I read recently of the inquest which took place into the death of Emma Welch, who died after suffering an internal bleed following spinal surgery to correct a curvature of her spine. A pathologist stated at the inquest that Emma’s aorta was probably punctured as a result of a rod which had been inserted during surgery being too close to the blood vessel, which perhaps gives rise to a question about the spinal surgery having been competently performed. The headlines about the incident, however, concerned the fact that the emergency operation to attempt to save Emma’s life had to take place on a ward by torchlight because no operating theatre was available. A report into her death concluded that it was probable that if she had been taken to theatre an hour earlier, the bleeding could have been controlled.
The incident has raised a number of questions. Should additional theatre capacity be made available, day and night? Should emergency teams be available, day and night, to cover incidents such as this? Can such additional capacity be resourced in a struggling NHS?
The Care Quality Commission has recently identified staffing shortfalls as a key factor affecting patient safety in hospitals. In its 2014/15 report, the CQC found that insufficient staffing numbers and skills mix were among the key factors putting safety at risk. David Behan stated: “A key concern has been the safety of care – a failure to learn from mistakes or not having the right number of staff in place at the right time.”
Meanwhile, a BBC ‘Freedom of Information’ request has recently demonstrated that the NHS in England, Wales and Northern Ireland has more than 23,443 nursing vacancies, (equivalent to 9% of the workforce).

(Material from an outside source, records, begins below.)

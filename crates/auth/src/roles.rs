use core::str::FromStr;

use serde::{Deserialize, Serialize};

use crate::Capability;

/// Closed set of roles carried in access tokens.
#[derive(Debug, Copy, Clone, PartialEq, Eq, Hash, Serialize, Deserialize)]
#[serde(rename_all = "snake_case")]
pub enum Role {
    Admin,
    Manager,
    Viewer,
}

impl Role {
    pub fn as_str(&self) -> &'static str {
        match self {
            Role::Admin => "admin",
            Role::Manager => "manager",
            Role::Viewer => "viewer",
        }
    }

    /// Role → capability policy.
    pub fn grants(&self, capability: Capability) -> bool {
        use Capability::*;
        match self {
            Role::Admin => true,
            Role::Manager => matches!(capability, ReadInventory | AdjustStock | ManageItems),
            Role::Viewer => matches!(capability, ReadInventory),
        }
    }
}

impl core::fmt::Display for Role {
    fn fmt(&self, f: &mut core::fmt::Formatter<'_>) -> core::fmt::Result {
        f.write_str(self.as_str())
    }
}

impl FromStr for Role {
    type Err = String;

    fn from_str(s: &str) -> Result<Self, Self::Err> {
        match s.to_lowercase().as_str() {
            "admin" => Ok(Role::Admin),
            "manager" => Ok(Role::Manager),
            "viewer" => Ok(Role::Viewer),
            other => Err(format!("unknown role '{other}'")),
        }
    }
}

More relevantly, perhaps, to Emma Welch’s death, there were 1,265 vacancies for registered nurses in emergency departments (11% of the workforce) and 243 vacancies for consultants in emergency medicine (again 11%).
The problem of staff shortages has been endemic in the NHS over a long period. Back in 2013, the Keogh Report blamed the unacceptably high death rates in 14 hospitals on chronic nursing shortages, and Sir Bruce Keogh singled out in particular dangerous staff shortages on nights and weekends, while also attacking the reliance on sub-standard agency workers being used as cover.

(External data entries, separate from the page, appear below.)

#[async_trait]
impl CatalogStore for InMemoryInventoryStore {
    async fn insert_item(&self, item: Item) -> Result<Item, StoreError> {
        let mut tables = self.write()?;
        if tables.items.values().any(|i| i.sku == item.sku) {
            return Err(StoreError::Conflict(format!("sku '{}' already exists", item.sku)));
        }
        tables.items.insert(*item.id(), item.clone());
        Ok(item)
    }

    async fn update_item(&self, item: Item) -> Result<Item, StoreError> {
        let mut tables = self.write()?;
        match tables.items.get_mut(&item.id) {
            Some(existing) => {
                *existing = item.clone();
                Ok(item)
            }
            None => Err(StoreError::NotFound(format!("item {}", item.id))),
        }
    }

    async fn delete_item(&self, id: ItemId) -> Result<(), StoreError> {
        let mut tables = self.write()?;
        if !tables.items.contains_key(&id) {
            return Err(StoreError::NotFound(format!("item {id}")));
        }
        let referenced = tables.balances.keys().any(|k| k.item_id == id)
            || tables.transfers.iter().any(|t| t.item_id == id);
        if referenced {
            return Err(StoreError::Conflict(format!(
                "item {id} has stock balances or transfer history"
            )));
        }
        tables.items.remove(&id);
        Ok(())
    }

    async fn get_item(&self, id: ItemId) -> Result<Option<Item>, StoreError> {
        Ok(self.read()?.items.get(&id).cloned())
    }

    async fn get_item_stock(&self, id: ItemId) -> Result<Option<ItemStock>, StoreError> {
        let tables = self.read()?;
        Ok(tables.items.get(&id).map(|item| tables.item_stock(item)))
    }

    async fn search_items(&self, query: &ItemQuery) -> Result<Page<ItemStock>, StoreError> {
        let search = query.search.as_deref().and_then(ItemSearch::parse);
        let tables = self.read()?;
        let mut matched: Vec<ItemStock> = tables
            .items
            .values()
            .map(|item| tables.item_stock(item))
            .filter(|stock| item_matches(query, search.as_ref(), stock))
            .collect();

        matched.sort_by(|a, b| {
            let ordering = compare_items(a, b, query.sort_by);
            match query.sort_order {
                SortOrder::Asc => ordering,
                SortOrder::Desc => ordering.reverse(),
            }
        });
        Ok(query.page.paginate(matched))
    }

    async fn item_filter_options(&self) -> Result<FilterOptions, StoreError> {
        let tables = self.read()?;
        let active = || tables.items.values().filter(|i| i.is_active);
        let categories: BTreeSet<String> = active().filter_map(|i| i.category.clone()).collect();
        let brands: BTreeSet<String> = active().filter_map(|i| i.brand.clone()).collect();
        Ok(FilterOptions {
            categories: categories.into_iter().collect(),
            brands: brands.into_iter().collect(),
        })
    }

    async fn insert_warehouse(&self, warehouse: Warehouse) -> Result<Warehouse, StoreError> {
        self.write()?.warehouses.insert(*warehouse.id(), warehouse.clone());
        Ok(warehouse)
    }

    async fn get_warehouse(&self, id: WarehouseId) -> Result<Option<Warehouse>, StoreError> {
        Ok(self.read()?.warehouses.get(&id).cloned())
    }

    async fn list_warehouses(&self) -> Result<Vec<Warehouse>, StoreError> {
        let mut warehouses: Vec<Warehouse> = self.read()?.warehouses.values().cloned().collect();
        warehouses.sort_by(|a, b| a.name.cmp(&b.name).then(a.id.cmp(&b.id)));
        Ok(warehouses)
    }
}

The CQC report in 2015 seems to echo the Keogh Report to a worrying degree, suggesting that lessons have not been learnt. Janet Davies, chief executive and general secretary of the Royal College of Nursing has stated: “Effective workforce planning isn’t just a numbers game – it’s about having the right level of skills, seniority and experience to improve care. Too many senior nursing posts have been cut and the effects are now being felt”.
While tragic outcomes are always a possibility, whatever the standard of care, it seems that the NHS continues to expose patients to unnecessary risks as a result of under-resourcing and inappropriate deployment of resources. Of course there is no ‘silver bullet’, but lessons need to be learned, so that avoidable deaths are not repeated needlessly.